Speaker:  Prof. Aradhna Tripati

Earth and Space Sciences/Atmospheric and Oceanic Sciences/Institute of the Environment and Sustainability
University of California, Los Angeles 


 Insights into regional patterns of warming and climate change since the last ice age from novel methods

 

Abstract: 


In environmental science, new tools are emerging that have the potential to illuminate past change from new angles, enabling exploration and discovery, and allowing for hypothesis-testing to resolve long-standing controversies – and for the development of completely new models of climate change. My group is on the forefront of using rare isotopic species of compounds for different applications.
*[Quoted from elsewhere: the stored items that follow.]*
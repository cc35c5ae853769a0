//! Schedule entity and its state transitions.
//!
//! A schedule describes when a job fires and how its invocation is
//! delivered. The engine owns all mutations: the tick path moves a waiting
//! schedule to `scheduled`, the status path settles it back to `waiting`
//! (next occurrence or retry) or `finished`.

use chrono::{DateTime, Utc};
use serde::{Deserialize, Serialize};
use serde_json::Value;
use std::fmt;

use super::clock::{now_rounded, round_to_seconds, Clock};
use super::frequency::{Frequency, FrequencyError};
use super::retry::RetryPolicy;
use super::types::{GroupId, JobId, ScheduleId};

/// Status of a schedule.
#[derive(Debug, Clone, Copy, PartialEq, Eq, Serialize, Deserialize)]
#[serde(rename_all = "lowercase")]
pub enum ScheduleStatus {
    /// Waiting for `next_execution_date`.
    Waiting,
    /// Dispatched, waiting for a job status.
    Scheduled,
    /// Terminal, nothing left to fire.
    Finished,
}

impl ScheduleStatus {
    /// Stable string form used in storage.
    pub fn as_str(&self) -> &'static str {
        match self {
            ScheduleStatus::Waiting => "waiting",
            ScheduleStatus::Scheduled => "scheduled",
            ScheduleStatus::Finished => "finished",
        }
    }

    /// Parse the stable string form.
    pub fn parse(s: &str) -> Option<Self> {
        match s {
            "waiting" => Some(ScheduleStatus::Waiting),
            "scheduled" => Some(ScheduleStatus::Scheduled),
            "finished" => Some(ScheduleStatus::Finished),
            _ => None,
        }
    }
}

impl fmt::Display for ScheduleStatus {
    fn fmt(&self, f: &mut fmt::Formatter<'_>) -> fmt::Result {
        f.write_str(self.as_str())
    }
}

/// Delivery mechanism bound to a schedule.
#[derive(Debug, Clone, Copy, PartialEq, Eq, Serialize, Deserialize)]
#[serde(rename_all = "lowercase")]
pub enum TransportType {
    /// Synchronous HTTP POST to the configured url.
    Http,
    /// Asynchronous publish to the message broker.
    Rabbitmq,
}

impl TransportType {
    /// Stable string form used in storage.
    pub fn as_str(&self) -> &'static str {
        match self {
            TransportType::Http => "http",
            TransportType::Rabbitmq => "rabbitmq",
        }
    }

    /// Parse the stable string form.
    pub fn parse(s: &str) -> Option<Self> {
        match s {
            "http" => Some(TransportType::Http),
            "rabbitmq" => Some(TransportType::Rabbitmq),
            _ => None,
        }
    }
}

impl fmt::Display for TransportType {
    fn fmt(&self, f: &mut fmt::Formatter<'_>) -> fmt::Result {
        f.write_str(self.as_str())
    }
}

/// Transport binding for a schedule.
#[derive(Debug, Clone, PartialEq, Eq, Serialize, Deserialize)]
pub struct ScheduleConfiguration {
    /// How dispatches reach the job handler.
    pub transport_type: TransportType,
    /// Target url, required for http, ignored for the broker.
    pub url: Option<String>,
}

/// The job a schedule dispatches.
#[derive(Debug, Clone, PartialEq, Serialize, Deserialize)]
pub struct ScheduledJob {
    /// Unique job identifier.
    pub id: JobId,
    /// Routing key for the broker, passed through opaquely for http.
    pub slug: String,
    /// Optional free-form payload handed to the job handler.
    pub data: Option<Value>,
}

impl ScheduledJob {
    /// Create a new job with a fresh identifier.
    pub fn new(slug: impl Into<String>, data: Option<Value>) -> Self {
        Self {
            id: JobId::new(),
            slug: slug.into(),
            data,
        }
    }
}

/// The durable unit of work declaration.
#[derive(Debug, Clone)]
pub struct Schedule {
    /// Unique schedule identifier.
    pub id: ScheduleId,
    /// Current retry group; rotates when the schedule advances to a fresh
    /// occurrence, so runs in one group count attempts for one fire.
    pub group_id: GroupId,
    /// Human-readable description.
    pub description: String,
    /// Parsed frequency; the raw expression is kept for persistence.
    pub frequency: Frequency,
    /// Current status.
    pub status: ScheduleStatus,
    /// Optional retry policy.
    pub retry_policy: Option<RetryPolicy>,
    /// Transport binding.
    pub configuration: ScheduleConfiguration,
    /// Optional explicit first-fire time.
    pub schedule_start: Option<DateTime<Utc>>,
    /// Last time the schedule was dispatched.
    pub last_execution_date: Option<DateTime<Utc>>,
    /// Next due time; set exactly when the status is `waiting`.
    pub next_execution_date: Option<DateTime<Utc>>,
    /// The job to dispatch.
    pub job: ScheduledJob,
}

impl Schedule {
    /// Create a new waiting schedule with its first execution computed from
    /// `schedule_start` (when given), or now for `once`, or the next cron
    /// occurrence.
    #[allow(clippy::too_many_arguments)]
    pub fn new(
        description: impl Into<String>,
        frequency: &str,
        job_slug: impl Into<String>,
        job_data: Option<Value>,
        retry_policy: Option<RetryPolicy>,
        configuration: ScheduleConfiguration,
        schedule_start: Option<DateTime<Utc>>,
        clock: &Clock,
    ) -> Result<Self, FrequencyError> {
        let frequency = Frequency::parse(frequency)?;
        let first = first_execution(&frequency, schedule_start, clock);

        Ok(Self {
            id: ScheduleId::new(),
            group_id: GroupId::new(),
            description: description.into(),
            frequency,
            status: ScheduleStatus::Waiting,
            retry_policy,
            configuration,
            schedule_start,
            last_execution_date: None,
            next_execution_date: Some(first),
            job: ScheduledJob::new(job_slug, job_data),
        })
    }

    /// Transition `waiting -> scheduled` when the tick claims the schedule.
    pub fn start(&mut self, clock: &Clock) {
        self.last_execution_date = Some(now_rounded(clock));
        self.next_execution_date = None;
        self.status = ScheduleStatus::Scheduled;
    }

    /// Settle a successful outcome: a recurring schedule advances to its
    /// next occurrence, a one-shot finishes.
    pub fn succeed(&mut self, clock: &Clock) {
        self.advance(clock);
    }

    /// Settle a failed outcome for the given 1-indexed attempt. Within the
    /// retry budget the schedule returns to `waiting` at the retry time;
    /// once the budget is spent it advances exactly like `succeed`, so an
    /// exhausted retry chain on a recurring schedule still reaches the next
    /// cron occurrence.
    pub fn failed(&mut self, attempt: u32, clock: &Clock) {
        if let Some(policy) = &self.retry_policy {
            if let Some(retry) = policy.next_execution_time(now_rounded(clock), attempt) {
                self.next_execution_date = Some(round_to_seconds(retry));
                self.status = ScheduleStatus::Waiting;
                return;
            }
        }

        self.advance(clock);
    }

    /// Move to the next occurrence, or finish when there is none. Advancing
    /// to a fresh occurrence starts a new retry group.
    fn advance(&mut self, clock: &Clock) {
        match self.frequency.next_after(now_rounded(clock)) {
            Some(next) => {
                self.next_execution_date = Some(next);
                self.status = ScheduleStatus::Waiting;
                self.group_id = GroupId::new();
            }
            None => {
                self.next_execution_date = None;
                self.status = ScheduleStatus::Finished;
            }
        }
    }
}

fn first_execution(
    frequency: &Frequency,
    schedule_start: Option<DateTime<Utc>>,
    clock: &Clock,
) -> DateTime<Utc> {
    if let Some(start) = schedule_start {
        return round_to_seconds(start);
    }

    let now = now_rounded(clock);
    frequency.next_after(now).unwrap_or(now)
}
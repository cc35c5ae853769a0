//! Common test utilities shared across integration tests.

use async_trait::async_trait;
use chrono::{DateTime, TimeZone, Utc};
use std::collections::HashMap;
use std::sync::Arc;
use std::time::Duration;
use tokio::sync::Mutex;

use timely::{
    fixed_clock, AsyncTransport, Clock, DispatchRequest, RetryPolicy, Schedule,
    ScheduleConfiguration, ScheduleStatus, Storage, SubscriptionHandler, SyncTransport,
    TransportError, TransportType,
};

/// Deterministic base instant used across tests.
pub fn fake_date() -> DateTime<Utc> {
    Utc.with_ymd_and_hms(2000, 1, 1, 10, 30, 0).unwrap()
}

/// Clock pinned to [`fake_date`].
pub fn fake_clock() -> Clock {
    fixed_clock(fake_date())
}

/// Build a schedule bound to the HTTP transport.
pub fn http_schedule(
    clock: &Clock,
    frequency: &str,
    slug: &str,
    retry_policy: Option<RetryPolicy>,
) -> Schedule {
    Schedule::new(
        "integration test schedule",
        frequency,
        slug,
        None,
        retry_policy,
        ScheduleConfiguration {
            transport_type: TransportType::Http,
            url: Some("http://localhost:5001/api/v1/jobs/run".to_string()),
        },
        None,
        clock,
    )
    .unwrap()
}

/// Build a schedule bound to the broker transport.
pub fn broker_schedule(clock: &Clock, frequency: &str, slug: &str) -> Schedule {
    Schedule::new(
        "integration test schedule",
        frequency,
        slug,
        Some(serde_json::json!({"batch": 25})),
        None,
        ScheduleConfiguration {
            transport_type: TransportType::Rabbitmq,
            url: None,
        },
        None,
        clock,
    )
    .unwrap()
}

/// Poll storage until the schedule reaches the expected status.
///
/// # Panics
///
/// Panics when the timeout elapses first.
pub async fn wait_for_schedule_status(
    storage: &dyn Storage,
    schedule_id: timely::ScheduleId,
    expected: ScheduleStatus,
    timeout: Duration,
) -> Schedule {
    let start = tokio::time::Instant::now();
    loop {
        let schedule = storage
            .get_schedule_by_id(schedule_id)
            .await
            .unwrap()
            .expect("schedule exists");
        if schedule.status == expected {
            return schedule;
        }
        if start.elapsed() > timeout {
            panic!(
                "timeout waiting for schedule {} to reach {:?}, current status: {:?}",
                schedule_id, expected, schedule.status
            );
        }
        tokio::time::sleep(Duration::from_millis(10)).await;
    }
}

/// Sync transport that records every dispatch and optionally fails.
pub struct RecordingSyncTransport {
    pub requests: Mutex<Vec<(String, DispatchRequest)>>,
    pub fail_with_status: Option<u16>,
}

impl RecordingSyncTransport {
    pub fn new() -> Arc<Self> {
        Arc::new(Self {
            requests: Mutex::new(Vec::new()),
            fail_with_status: None,
        })
    }

    pub fn failing(status: u16) -> Arc<Self> {
        Arc::new(Self {
            requests: Mutex::new(Vec::new()),
            fail_with_status: Some(status),
        })
    }

    pub async fn request_count(&self) -> usize {
        self.requests.lock().await.len()
    }
}

#[async_trait]
impl SyncTransport for RecordingSyncTransport {
    async fn start(&self, url: &str, request: &DispatchRequest) -> Result<(), TransportError> {
        self.requests
            .lock()
            .await
            .push((url.to_string(), request.clone()));

        match self.fail_with_status {
            Some(status) => Err(TransportError::UnexpectedStatus(status)),
            None => Ok(()),
        }
    }
}

/// In-memory broker double: records lifecycle calls and lets tests feed
/// deliveries into installed subscription handlers.
pub struct MockBroker {
    pub published: Mutex<Vec<(String, String, Vec<u8>)>>,
    pub queues: Mutex<Vec<String>>,
    pub exchanges: Mutex<Vec<String>>,
    pub bindings: Mutex<Vec<(String, String, String)>>,
    handlers: Mutex<HashMap<String, SubscriptionHandler>>,
}

impl MockBroker {
    pub fn new() -> Arc<Self> {
        Arc::new(Self {
            published: Mutex::new(Vec::new()),
            queues: Mutex::new(Vec::new()),
            exchanges: Mutex::new(Vec::new()),
            bindings: Mutex::new(Vec::new()),
            handlers: Mutex::new(HashMap::new()),
        })
    }

    /// Feed one delivery into the consumer installed on `queue`, returning
    /// the handler verdict (`Ok` would ack, `Err` would nack).
    pub async fn deliver(&self, queue: &str, payload: &[u8]) -> Result<(), String> {
        let handler = {
            let handlers = self.handlers.lock().await;
            Arc::clone(handlers.get(queue).expect("no consumer on queue"))
        };
        handler(payload.to_vec()).await
    }

    pub async fn published_on(&self, exchange: &str) -> Vec<(String, Vec<u8>)> {
        self.published
            .lock()
            .await
            .iter()
            .filter(|(e, _, _)| e == exchange)
            .map(|(_, key, payload)| (key.clone(), payload.clone()))
            .collect()
    }
}

#[async_trait]
impl AsyncTransport for MockBroker {
    async fn publish(
        &self,
        exchange: &str,
        routing_key: &str,
        payload: &[u8],
    ) -> Result<(), TransportError> {
        self.published.lock().await.push((
            exchange.to_string(),
            routing_key.to_string(),
            payload.to_vec(),
        ));
        Ok(())
    }

    async fn subscribe(
        &self,
        queue: &str,
        handler: SubscriptionHandler,
    ) -> Result<tokio::task::JoinHandle<()>, TransportError> {
        self.handlers
            .lock()
            .await
            .insert(queue.to_string(), handler);
        Ok(tokio::spawn(std::future::pending()))
    }

    async fn create_queue(&self, queue: &str) -> Result<(), TransportError> {
        let mut queues = self.queues.lock().await;
        if !queues.iter().any(|q| q == queue) {
            queues.push(queue.to_string());
        }
        Ok(())
    }

    async fn delete_queue(&self, queue: &str) -> Result<(), TransportError> {
        self.queues.lock().await.retain(|q| q != queue);
        Ok(())
    }

    async fn create_exchange(&self, exchange: &str) -> Result<(), TransportError> {
        let mut exchanges = self.exchanges.lock().await;
        if !exchanges.iter().any(|e| e == exchange) {
            exchanges.push(exchange.to_string());
        }
        Ok(())
    }

    async fn bind_queue(
        &self,
        queue: &str,
        exchange: &str,
        routing_key: &str,
    ) -> Result<(), TransportError> {
        self.bindings.lock().await.push((
            queue.to_string(),
            exchange.to_string(),
            routing_key.to_string(),
        ));
        Ok(())
    }
}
This talk will describe how the use of this tool in concert with computational models mean the field has the potential to undergo an intellectual period of growth over the next two decades that is not unlike astronomy and space science. A subset of my group is using ab initio models in concert with experiments to advance tracer development. Another subset is examining how rising greenhouse gas levels have impacted water availability in the Southwestern US, the monsoons of China, and glacial extent in the tropics. Other researchers are deciphering the role of climate change in driving mass extinctions in the oceans and on land, or in triggering the evolution of hominims. We are even figuring out how climate processes operated over a billion years ago, on ancient Earth, an alien Hoth-like planet, to understand how our planet may have been in a “Goldilocks” state and harbored life.